Quelles accusations ont été portées contre le distributeur cinématographique ?

Le distributeur cinématographique a été accusé de contrefaçon de droits d’auteur par une société concurrente. Cette accusation est survenue lors de la promotion du film Fast & Furious 7, où le distributeur avait utilisé un visuel incluant l’affiche du film et les logos de partenaires tels que Coca-Cola, NRJ et Renault.

Cette société concurrente, qui était le concessionnaire exclusif du film, a exigé le retrait immédiat de toute communication jugée illicite. Elle a également contacté directement les partenaires commerciaux du distributeur pour les alerter sur ces prétendues violations de droits d’auteur.

Quelles sont les conditions du dénigrement selon le code civil ?

Selon l’article 1240 du code civil, toute personne qui cause un dommage à autrui par sa faute est tenue de le réparer. Cela inclut non seulement les actes intentionnels, mais aussi les négligences ou imprudences.

Dans le cadre commercial, la liberté de commerce et la libre concurrence doivent être exercées dans le respect des usages loyaux. L’utilisation de procédés déloyaux est considérée comme une faute, exposant l’auteur à des actions en responsabilité et à des dommages-intérêts.

Pourquoi le dénigrement a-t-il été écarté dans cette affaire ?

Le dénigrement a été écarté car le contrat entre la société et le producteur du film stipulait que le concessionnaire avait le mandat de protéger les droits du concédant. Cela incluait la prise de mesures pour empêcher toute violation de ces droits.

En envoyant des rappels aux partenaires commerciaux sur la protection de l’image du film, la société n’a pas cherché à discréditer un concurrent, mais à faire respecter les droits légaux du concédant. Ainsi, sa démarche était justifiée et ne constituait pas un acte de dénigrement.

Quelle était la question accessoire de diffamation dans cette affaire ?

Des emails envoyés aux partenaires commerciaux accusaient le distributeur de blanchiment d’argent dans la distribution de films, accompagnés de coupures de presse.
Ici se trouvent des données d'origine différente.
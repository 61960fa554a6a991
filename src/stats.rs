//! Per-run accounting.
//!
//! A [`RunStats`] is created fresh by every execution call, borrowed mutably by
//! each operator cursor while it produces an item, and handed back to the
//! caller once the pipeline has been pulled to exhaustion.
//!
//! # Example
//!
//! ```no_run
//! use simplypipe::*;
//!
//! # fn main() -> anyhow::Result<()> {
//! let stats = pipe(vec![1, 2, 3, 4])
//!     .filter(|x: &i32| x % 2 == 0)
//!     .run()?;
//!
//! stats.print();
//! stats.save_to_file("run.json")?;
//! # Ok(())
//! # }
//! ```

use anyhow::Result;
use serde::{Serialize, Serializer};
use serde_json::{Value, json};
use std::fmt;
use std::fs::File;
use std::io::Write;
use std::path::Path;
use std::time::Duration;

/// Counters and timing for a single pipeline run.
#[derive(Debug, Clone, Default, PartialEq, Eq, Serialize)]
pub struct RunStats {
    /// Items pulled from the source.
    pub processed: u64,
    /// Items delivered to the sink.
    pub emitted: u64,
    /// Items removed by `filter` or `dedupe`.
    pub dropped: u64,
    /// Groups produced by `batch`.
    pub batches: u64,
    /// Recoverable failures trapped by `retry_map` or `catch`.
    pub errors: u64,
    /// Wall-clock time of the whole run.
    #[serde(serialize_with = "as_secs_f64")]
    pub duration: Duration,
}

fn as_secs_f64<S: Serializer>(d: &Duration, s: S) -> Result<S::Ok, S::Error> {
    s.serialize_f64(d.as_secs_f64())
}

impl RunStats {
    /// Create an all-zero record.
    #[must_use]
    pub fn new() -> Self {
        Self::default()
    }

    /// Run duration in seconds.
    #[must_use]
    pub fn duration_secs(&self) -> f64 {
        self.duration.as_secs_f64()
    }

    /// Compare every counter except `duration`.
    ///
    /// Two runs of the same builder over the same source agree on all counters,
    /// while their timing naturally differs.
    #[must_use]
    pub fn same_counters(&self, other: &Self) -> bool {
        self.processed == other.processed
            && self.emitted == other.emitted
            && self.dropped == other.dropped
            && self.batches == other.batches
            && self.errors == other.errors
    }

    /// All fields as a JSON object, `duration` in seconds.
    #[must_use]
    pub fn to_json(&self) -> Value {
        json!({
            "processed": self.processed,
            "emitted": self.emitted,
            "dropped": self.dropped,
            "batches": self.batches,
            "errors": self.errors,
            "duration": self.duration_secs(),
        })
    }

    /// Print the record to stdout in a human-readable format.
    pub fn print(&self) {
        println!("\n============ Run Stats ============");
        println!(
            "Execution Time: {:.3}s ({} ms)",
            self.duration_secs(),
            self.duration.as_millis()
        );
        println!("-----------------------------------");
        println!("processed: {}", self.processed);
        println!("emitted: {}", self.emitted);
        println!("dropped: {}", self.dropped);
        println!("batches: {}", self.batches);
        println!("errors: {}", self.errors);
        println!("===================================\n");
    }

    /// Save the record as pretty-printed JSON.
    ///
    /// # Errors
    ///
    /// Returns an error if the file cannot be created or written to.
    pub fn save_to_file<P: AsRef<Path>>(&self, path: P) -> Result<()> {
        let mut file = File::create(path)?;
        let formatted = serde_json::to_string_pretty(self)?;
        file.write_all(formatted.as_bytes())?;
        Ok(())
    }
}

impl fmt::Display for RunStats {
    fn fmt(&self, f: &mut fmt::Formatter<'_>) -> fmt::Result {
        write!(
            f,
            "processed={} emitted={} dropped={} batches={} errors={} duration={:.3}s",
            self.processed,
            self.emitted,
            self.dropped,
            self.batches,
            self.errors,
            self.duration_secs()
        )
    }
}
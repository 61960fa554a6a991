use crate::node::{BoxCursor, Cursor, SourceCursor};
use anyhow::Result;
use std::fmt::{Display, Formatter, Result as FormatResult};
use std::sync::Arc;

/// Re-callable recipe that builds a fresh cursor chain for one run.
pub(crate) type Plan<T> = Arc<dyn Fn() -> Result<BoxCursor<T>> + Send + Sync>;

/// Immutable, lazily-evaluated chain of operators over a source.
///
/// Every operator method consumes the builder and returns a new one whose plan
/// wraps the previous plan, so the prefix is shared rather than copied. Clone a
/// `Pipe` to branch it; the original is never affected.
///
/// Nothing runs until one of the run methods is called, and every run starts
/// again from a freshly created source iterator.
pub struct Pipe<T> {
    pub(crate) plan: Plan<T>,
    pub(crate) stages: Vec<String>,
}

impl<T> Clone for Pipe<T> {
    fn clone(&self) -> Self {
        Self {
            plan: Arc::clone(&self.plan),
            stages: self.stages.clone(),
        }
    }
}

/// Build a pipeline over a re-iterable source.
///
/// The source is cloned at the start of each run, which is cheap for ranges and
/// `Arc`-backed data and a full copy for owned collections.
///
/// # Example
/// ```
/// use simplypipe::*;
///
/// let out = pipe(1..=3).map(|x: i32| x * 2).collect().unwrap();
/// assert_eq!(out, vec![2, 4, 6]);
/// ```
pub fn pipe<I>(source: I) -> Pipe<I::Item>
where
    I: IntoIterator + Clone + Send + Sync + 'static,
    I::IntoIter: 'static,
    I::Item: 'static,
{
    from_fn(move || source.clone())
}

/// Build a pipeline whose source is produced by `factory` once per run.
///
/// A factory that hands out the same one-shot iterator every time only yields
/// items on the first run; later runs see an empty source.
pub fn from_fn<F, I>(factory: F) -> Pipe<I::Item>
where
    F: Fn() -> I + Send + Sync + 'static,
    I: IntoIterator,
    I::IntoIter: 'static,
    I::Item: 'static,
{
    let plan: Plan<I::Item> = Arc::new(move || {
        let source: BoxCursor<I::Item> = Box::new(SourceCursor::new(factory().into_iter()));
        Ok(source)
    });
    Pipe {
        plan,
        stages: Vec::new(),
    }
}

impl<T: 'static> Pipe<T> {
    /// Append one operator.
    ///
    /// `wrap` receives the upstream cursor at run time and returns the operator's
    /// cursor, or an error if the operator is misconfigured. It is called once per
    /// run, before anything is pulled.
    pub(crate) fn chain<O, F>(self, label: impl Into<String>, wrap: F) -> Pipe<O>
    where
        O: 'static,
        F: Fn(BoxCursor<T>) -> Result<BoxCursor<O>> + Send + Sync + 'static,
    {
        let upstream = self.plan;
        let plan: Plan<O> = Arc::new(move || wrap(upstream()?));
        let mut stages = self.stages;
        stages.push(label.into());
        Pipe { plan, stages }
    }

    /// Convenience over [`chain`](Self::chain) for operators that cannot fail to build.
    pub(crate) fn chain_with<O, C, F>(self, label: impl Into<String>, wrap: F) -> Pipe<O>
    where
        O: 'static,
        C: Cursor<Item = O> + 'static,
        F: Fn(BoxCursor<T>) -> C + Send + Sync + 'static,
    {
        self.chain(label, move |up| {
            let cursor: BoxCursor<O> = Box::new(wrap(up));
            Ok(cursor)
        })
    }

    /// Materialize the cursor chain for one run.
    pub(crate) fn build(&self) -> Result<BoxCursor<T>> {
        (self.plan)()
    }

    /// Labels of the registered operators, in registration order.
    #[must_use]
    pub fn stages(&self) -> &[String] {
        &self.stages
    }

    /// Describe the operator chain without running it.
    #[must_use]
    pub fn explain(&self) -> Explanation {
        Explanation {
            steps: self.stages.clone(),
        }
    }
}

/// Human-readable view of a pipeline's operator chain.
#[derive(Debug, Clone, PartialEq, Eq)]
pub struct Explanation {
    /// Operator labels from source to sink.
    pub steps: Vec<String>,
}

impl Display for Explanation {
    fn fmt(&self, f: &mut Formatter<'_>) -> FormatResult {
        write!(f, "source")?;
        for step in &self.steps {
            write!(f, " -> {step}")?;
        }
        write!(f, " -> sink")
    }
}
//! Classification of recoverable failures.
//!
//! `retry_map` and `catch` only trap errors their [`ErrorFilter`] accepts;
//! anything else is treated as fatal and aborts the run unchanged.
//!
//! ```
//! use simplypipe::ErrorFilter;
//! use std::io;
//!
//! let only_io = ErrorFilter::of::<io::Error>();
//! let err = anyhow::Error::new(io::Error::other("disk"));
//! assert!(only_io.matches(&err));
//! assert!(!only_io.matches(&anyhow::anyhow!("not io")));
//! ```

use anyhow::Error;
use std::fmt::{self, Debug, Display};
use std::sync::Arc;

type Predicate = Arc<dyn Fn(&Error) -> bool + Send + Sync>;

/// A set of error kinds an operator treats as recoverable.
#[derive(Clone)]
pub struct ErrorFilter {
    predicates: Vec<Predicate>,
    names: Vec<&'static str>,
}

impl ErrorFilter {
    /// Accept every error.
    #[must_use]
    pub fn any() -> Self {
        Self::matching_named("any", |_| true)
    }

    /// Accept errors whose underlying type (or context) is `E`.
    #[must_use]
    pub fn of<E>() -> Self
    where
        E: Display + Debug + Send + Sync + 'static,
    {
        Self::matching_named(std::any::type_name::<E>(), |e: &Error| e.is::<E>())
    }

    /// Accept errors for which `pred` returns true.
    ///
    /// Use this when recoverability depends on the error's contents, e.g. a
    /// single variant of an error enum.
    pub fn matching<P>(pred: P) -> Self
    where
        P: Fn(&Error) -> bool + Send + Sync + 'static,
    {
        Self::matching_named("custom", pred)
    }

    /// Extend the set with type `E`.
    #[must_use]
    pub fn or<E>(mut self) -> Self
    where
        E: Display + Debug + Send + Sync + 'static,
    {
        self.predicates.push(Arc::new(|e: &Error| e.is::<E>()));
        self.names.push(std::any::type_name::<E>());
        self
    }

    /// Whether `err` belongs to this set.
    #[must_use]
    pub fn matches(&self, err: &Error) -> bool {
        self.predicates.iter().any(|p| p(err))
    }

    fn matching_named<P>(name: &'static str, pred: P) -> Self
    where
        P: Fn(&Error) -> bool + Send + Sync + 'static,
    {
        Self {
            predicates: vec![Arc::new(pred)],
            names: vec![name],
        }
    }
}

impl Default for ErrorFilter {
    fn default() -> Self {
        Self::any()
    }
}

impl Debug for ErrorFilter {
    fn fmt(&self, f: &mut fmt::Formatter<'_>) -> fmt::Result {
        f.debug_tuple("ErrorFilter").field(&self.names).finish()
    }
}
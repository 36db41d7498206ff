//! Opulent Voice Protocol (OVP) frame layout.
//!
//! This crate handles the binary link-layer framing used to carry compressed
//! voice and control messages over an unreliable datagram transport: header
//! layouts, frame types, station identifiers and sequence numbering. It does
//! not know about audio, sockets or push-to-talk state.
//!
//! Two header layouts are supported and selected explicitly:
//!
//! | Layout    | Header | Fields |
//! |-----------|--------|--------|
//! | `Legacy`  | 8 B    | magic(2) type(1) seq(2) len(2) reserved(1) |
//! | `Current` | 14 B   | sync(2) station(6) type(1) seq(2) len(2) reserved(1) |
//!
//! All integers are big-endian.
//!
//! # Design Principles
//!
//! - **Explicit layouts** - Both header revisions live behind one codec, chosen at construction.
//! - **Bounded decoding** - The declared payload length is never trusted beyond the buffer.
//! - **Infallible creation** - Building a frame cannot fail; parsing reports absence.

mod codec;
mod error;
mod frame;
mod header;

pub use codec::FrameCodec;
pub use error::{DecodeError, EncodeError, WireResult};
pub use frame::{decode_frame, encode_frame, encode_header, Frame};
pub use header::{
    CallsignError, FrameHeader, FrameType, ProtocolVariant, StationId, HEADER_SIZE,
    LEGACY_HEADER_SIZE, LEGACY_MAGIC, MAX_PAYLOAD_LEN, PTT_START, PTT_STOP, STREAM_SYNC_WORD,
};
Cependant, ces accusations ne pouvaient pas être réparées sur la base de l’article 1240 du code civil, car elles relevaient de la loi du 28 juillet 1881 sur la liberté de la presse.
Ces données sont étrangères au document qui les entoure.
//! Interfaces to the hardware and audio backends.
//!
//! The pipeline does not talk to GPIO lines or sound devices itself. The
//! hardware backend calls [`TransmitPipeline::handle_edge`] on press and
//! release edges and receives indicator updates through [`Indicator`]. The
//! audio backend calls [`TransmitPipeline::audio_buffer_ready`] once per
//! captured buffer.
//!
//! [`TransmitPipeline::handle_edge`]: crate::TransmitPipeline::handle_edge
//! [`TransmitPipeline::audio_buffer_ready`]: crate::TransmitPipeline::audio_buffer_ready

use std::sync::Arc;

use crate::config::AudioConfig;
use crate::error::ConfigError;
use crate::pipeline::TransmitPipeline;

/// Edge reported by the PTT input.
#[derive(Debug, Clone, Copy, PartialEq, Eq, Hash)]
pub enum PttEdge {
    Pressed,
    Released,
}

/// Two-state transmit indicator (LED, relay, ...).
pub trait Indicator: Send {
    fn set(&mut self, on: bool);
}

/// Indicator that drives nothing.
#[derive(Debug, Default, Clone, Copy)]
pub struct NullIndicator;

impl Indicator for NullIndicator {
    fn set(&mut self, _on: bool) {}
}

impl<I: Indicator + ?Sized> Indicator for Box<I> {
    fn set(&mut self, on: bool) {
        (**self).set(on);
    }
}

/// Value returned to the capture backend after every buffer.
///
/// Capture is half-duplex and never asks the backend to stop.
#[derive(Debug, Clone, Copy, PartialEq, Eq)]
pub enum CaptureControl {
    Continue,
}

/// Handle to a running capture stream.
pub trait AudioCapture: Send {
    /// Stops buffer delivery. Called once during shutdown.
    fn stop(&mut self);
}

impl<C: AudioCapture + ?Sized> AudioCapture for Box<C> {
    fn stop(&mut self) {
        (**self).stop();
    }
}

/// Audio backend able to start delivering buffers into a pipeline.
pub trait AudioBackend {
    type Capture: AudioCapture + 'static;

    /// Starts periodic delivery of `audio.expected_buffer_len()`-byte PCM
    /// buffers into `pipeline`.
    fn start(
        self,
        audio: &AudioConfig,
        pipeline: Arc<TransmitPipeline>,
    ) -> Result<Self::Capture, ConfigError>;
}
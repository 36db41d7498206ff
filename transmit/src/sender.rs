//! Best-effort datagram sender.

use std::io;
use std::net::{Ipv4Addr, Ipv6Addr, SocketAddr, UdpSocket};

use tracing::{debug, warn};

use crate::error::{ConfigError, TransmitError};
use crate::stats::NetworkStats;

/// One-shot datagram transport.
pub trait Transport: Send {
    /// Sends one datagram, returning the number of bytes accepted.
    fn send(&mut self, datagram: &[u8]) -> io::Result<usize>;
}

impl<T: Transport + ?Sized> Transport for Box<T> {
    fn send(&mut self, datagram: &[u8]) -> io::Result<usize> {
        (**self).send(datagram)
    }
}

/// Non-blocking UDP socket bound to an ephemeral port.
#[derive(Debug)]
pub struct UdpTransport {
    socket: UdpSocket,
    target: SocketAddr,
}

impl UdpTransport {
    /// Opens a socket of the target's address family. Never blocks on send.
    pub fn open(target: SocketAddr) -> Result<Self, ConfigError> {
        let bind: SocketAddr = match target {
            SocketAddr::V4(_) => (Ipv4Addr::UNSPECIFIED, 0).into(),
            SocketAddr::V6(_) => (Ipv6Addr::UNSPECIFIED, 0).into(),
        };
        let socket = UdpSocket::bind(bind).map_err(transport_error)?;
        socket.set_nonblocking(true).map_err(transport_error)?;
        Ok(Self { socket, target })
    }

    #[must_use]
    pub const fn target(&self) -> SocketAddr {
        self.target
    }

    pub fn local_addr(&self) -> io::Result<SocketAddr> {
        self.socket.local_addr()
    }
}

impl Transport for UdpTransport {
    fn send(&mut self, datagram: &[u8]) -> io::Result<usize> {
        self.socket.send_to(datagram, self.target)
    }
}

fn transport_error(err: io::Error) -> ConfigError {
    ConfigError::Transport {
        reason: err.to_string(),
    }
}

/// Sends whole frames as single datagrams and counts the outcome.
///
/// There is no retry and no fragmentation. A sender without a transport
/// (never opened, or closed) fails every send without faulting.
#[derive(Default)]
pub struct NetworkSender {
    transport: Option<Box<dyn Transport>>,
    stats: NetworkStats,
}

impl NetworkSender {
    pub fn new(transport: impl Transport + 'static) -> Self {
        Self {
            transport: Some(Box::new(transport)),
            stats: NetworkStats::default(),
        }
    }

    /// Opens a UDP sender towards `target`.
    pub fn udp(target: SocketAddr) -> Result<Self, ConfigError> {
        Ok(Self::new(UdpTransport::open(target)?))
    }

    /// Creates a sender with no transport.
    #[must_use]
    pub fn detached() -> Self {
        Self::default()
    }

    #[must_use]
    pub fn is_open(&self) -> bool {
        self.transport.is_some()
    }

    /// Sends `frame`, returning `true` on success.
    pub fn send(&mut self, frame: &[u8]) -> bool {
        match self.try_send(frame) {
            Ok(_) => true,
            Err(err) => {
                warn!(len = frame.len(), %err, "frame dropped");
                false
            }
        }
    }

    /// Sends `frame`, returning the bytes accepted or why it failed.
    /// Statistics are updated either way.
    pub fn try_send(&mut self, frame: &[u8]) -> Result<usize, TransmitError> {
        let result = match self.transport.as_mut() {
            Some(transport) => transport.send(frame).map_err(TransmitError::from),
            None => Err(TransmitError::NotConnected),
        };
        match result {
            Ok(sent) => {
                self.stats.packets_sent += 1;
                self.stats.bytes_sent += sent as u64;
            }
            Err(_) => self.stats.errors += 1,
        }
        result
    }

    /// Returns a copy of the counters.
    #[must_use]
    pub const fn stats(&self) -> NetworkStats {
        self.stats
    }

    /// Releases the transport. Safe to call repeatedly.
    pub fn close(&mut self) {
        if self.transport.take().is_some() {
            debug!("network sender closed");
        }
    }
}

impl std::fmt::Debug for NetworkSender {
    fn fmt(&self, f: &mut std::fmt::Formatter<'_>) -> std::fmt::Result {
        f.debug_struct("NetworkSender")
            .field("open", &self.is_open())
            .field("stats", &self.stats)
            .finish()
    }
}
Ces emails visaient uniquement la personne morale du distributeur et non ses produits ou services. Par conséquent, ils devaient être analysés dans le cadre de la loi de 1881, ce qui a conduit à l’irrecevabilité de l’action.

Quelles sanctions ont été appliquées pour concurrence déloyale sur Facebook ?
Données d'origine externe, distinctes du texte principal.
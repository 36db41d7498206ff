use std::fmt::Write as _;

use serde::Serialize;
use wire::{decode_frame, DecodeError, FrameType, ProtocolVariant};

/// Bytes of payload shown in reports.
pub const PREVIEW_LEN: usize = 16;

/// Decoded view of one captured frame.
#[derive(Debug, Clone, PartialEq, Eq, Serialize)]
pub struct InspectReport {
    pub protocol: ProtocolVariant,
    pub frame_bytes: usize,
    pub sync_word: u16,
    /// Decoded callsign, or the raw id in hex if it does not decode.
    #[serde(skip_serializing_if = "Option::is_none")]
    pub station: Option<String>,
    pub frame_type: &'static str,
    pub sequence: u16,
    /// Length declared in the header.
    pub payload_len: u16,
    /// Payload bytes actually present.
    pub payload_bytes: usize,
    pub truncated: bool,
    /// Bytes following the declared payload.
    pub trailing_bytes: usize,
    pub preview: String,
    /// Payload as text, for control and text frames that are valid UTF-8.
    #[serde(skip_serializing_if = "Option::is_none")]
    pub text: Option<String>,
}

/// Decodes `bytes` as a single frame of `protocol`.
pub fn inspect_frame(bytes: &[u8], protocol: ProtocolVariant) -> Result<InspectReport, DecodeError> {
    let frame = decode_frame(protocol, bytes)?;
    let header = frame.header;
    let consumed = protocol.header_size() + frame.payload.len();
    let text = match header.frame_type {
        FrameType::Control | FrameType::Text => std::str::from_utf8(frame.payload)
            .ok()
            .map(str::to_string),
        FrameType::Audio | FrameType::Data => None,
    };

    Ok(InspectReport {
        protocol,
        frame_bytes: bytes.len(),
        sync_word: header.sync_word,
        station: header.station_id.map(|id| id.to_string()),
        frame_type: frame_type_name(header.frame_type),
        sequence: header.sequence,
        payload_len: header.payload_len,
        payload_bytes: frame.payload.len(),
        truncated: frame.is_truncated(),
        trailing_bytes: bytes.len().saturating_sub(consumed),
        preview: hex_preview(frame.payload),
        text,
    })
}

#[must_use]
pub const fn frame_type_name(frame_type: FrameType) -> &'static str {
    match frame_type {
        FrameType::Audio => "audio",
        FrameType::Text => "text",
        FrameType::Control => "control",
        FrameType::Data => "data",
    }
}

fn hex_preview(payload: &[u8]) -> String {
    let mut out = String::with_capacity(PREVIEW_LEN * 3 + 3);
    for (idx, byte) in payload.iter().take(PREVIEW_LEN).enumerate() {
        if idx > 0 {
            out.push(' ');
        }
        let _ = write!(out, "{byte:02x}");
    }
    if payload.len() > PREVIEW_LEN {
        out.push_str(" ..");
    }
    out
}

/// Human-readable multi-line rendering of a report.
#[must_use]
pub fn format_inspect_pretty(report: &InspectReport) -> String {
    let mut out = String::new();
    let _ = writeln!(
        out,
        "protocol: {} sync: 0x{:04x} frame: {} bytes",
        report.protocol, report.sync_word, report.frame_bytes
    );
    if let Some(station) = &report.station {
        let _ = writeln!(out, "station: {station}");
    }
    let _ = writeln!(
        out,
        "type: {} sequence: {} payload_len: {}",
        report.frame_type, report.sequence, report.payload_len
    );
    if report.truncated {
        let _ = writeln!(
            out,
            "truncated: {} of {} payload bytes present",
            report.payload_bytes, report.payload_len
        );
    }
    if report.trailing_bytes > 0 {
        let _ = writeln!(out, "trailing: {} bytes", report.trailing_bytes);
    }
    match &report.text {
        Some(text) => {
            let _ = write!(out, "payload: {text:?}");
        }
        None => {
            let _ = write!(out, "payload: [{}]", report.preview);
        }
    }
    out
}

#[cfg(test)]
mod tests {
    use super::*;
    use wire::{FrameCodec, StationId, PTT_START};

    fn codec() -> FrameCodec {
        FrameCodec::current(StationId::from_callsign("W1AW").unwrap())
    }

    #[test]
    fn inspect_control_frame() {
        let bytes = codec().create_control_frame(PTT_START);
        let report = inspect_frame(&bytes, ProtocolVariant::Current).unwrap();
        assert_eq!(report.frame_type, "control");
        assert_eq!(report.sequence, 1);
        assert_eq!(report.station.as_deref(), Some("W1AW"));
        assert_eq!(report.text.as_deref(), Some("PTT_START"));
        assert_eq!(report.payload_len, 9);
        assert!(!report.truncated);
        assert_eq!(report.trailing_bytes, 0);
    }

    #[test]
    fn inspect_truncated_audio() {
        let bytes = codec().create_audio_frame(&[0xAB; 40]);
        let report = inspect_frame(&bytes[..30], ProtocolVariant::Current).unwrap();
        assert_eq!(report.frame_type, "audio");
        assert!(report.truncated);
        assert_eq!(report.payload_bytes, 16);
        assert_eq!(report.preview.split(' ').count(), 16);
        assert!(report.text.is_none());
    }

    #[test]
    fn inspect_reports_trailing_bytes() {
        let mut bytes = FrameCodec::legacy().create_data_frame(b"abc");
        bytes.extend_from_slice(&[0; 5]);
        let report = inspect_frame(&bytes, ProtocolVariant::Legacy).unwrap();
        assert_eq!(report.trailing_bytes, 5);
        assert!(report.station.is_none());
    }

    #[test]
    fn inspect_rejects_wrong_variant() {
        let bytes = FrameCodec::legacy().create_audio_frame(&[1; 10]);
        let err = inspect_frame(&bytes, ProtocolVariant::Current).unwrap_err();
        assert!(matches!(err, DecodeError::SyncMismatch { .. }));
    }

    #[test]
    fn preview_is_bounded() {
        assert_eq!(hex_preview(&[]), "");
        assert_eq!(hex_preview(&[0x01, 0xff]), "01 ff");
        assert!(hex_preview(&[0; 40]).ends_with(" .."));
    }

    #[test]
    fn pretty_output_mentions_fields() {
        let bytes = codec().create_audio_frame(&[0x10; 80]);
        let report = inspect_frame(&bytes, ProtocolVariant::Current).unwrap();
        let pretty = format_inspect_pretty(&report);
        assert!(pretty.contains("protocol: current"));
        assert!(pretty.contains("station: W1AW"));
        assert!(pretty.contains("type: audio sequence: 1 payload_len: 80"));
        assert!(pretty.contains("10 10 10"));
    }

    #[test]
    fn json_output_shape() {
        let bytes = codec().create_text_frame(b"hello");
        let report = inspect_frame(&bytes, ProtocolVariant::Current).unwrap();
        let json = serde_json::to_value(&report).unwrap();
        assert_eq!(json["protocol"], "current");
        assert_eq!(json["frame_type"], "text");
        assert_eq!(json["text"], "hello");
    }
}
Le concessionnaire exclusif des droits sur le film a été condamné pour dénigrement après avoir organisé un concours sur Facebook. Ce concours incitait les internautes à poster des commentaires sur la page du concurrent, en échange d’un mois de cinéma gratuit.

Bien que les commentaires ne contenaient pas de critiques, le procédé utilisé a été jugé comme un détournement de clientèle, car il incitait les clients potentiels à faire de la publicité pour le concurrent. En raison du nombre de messages publiés, le préjudice a été évalué à 10 000 euros.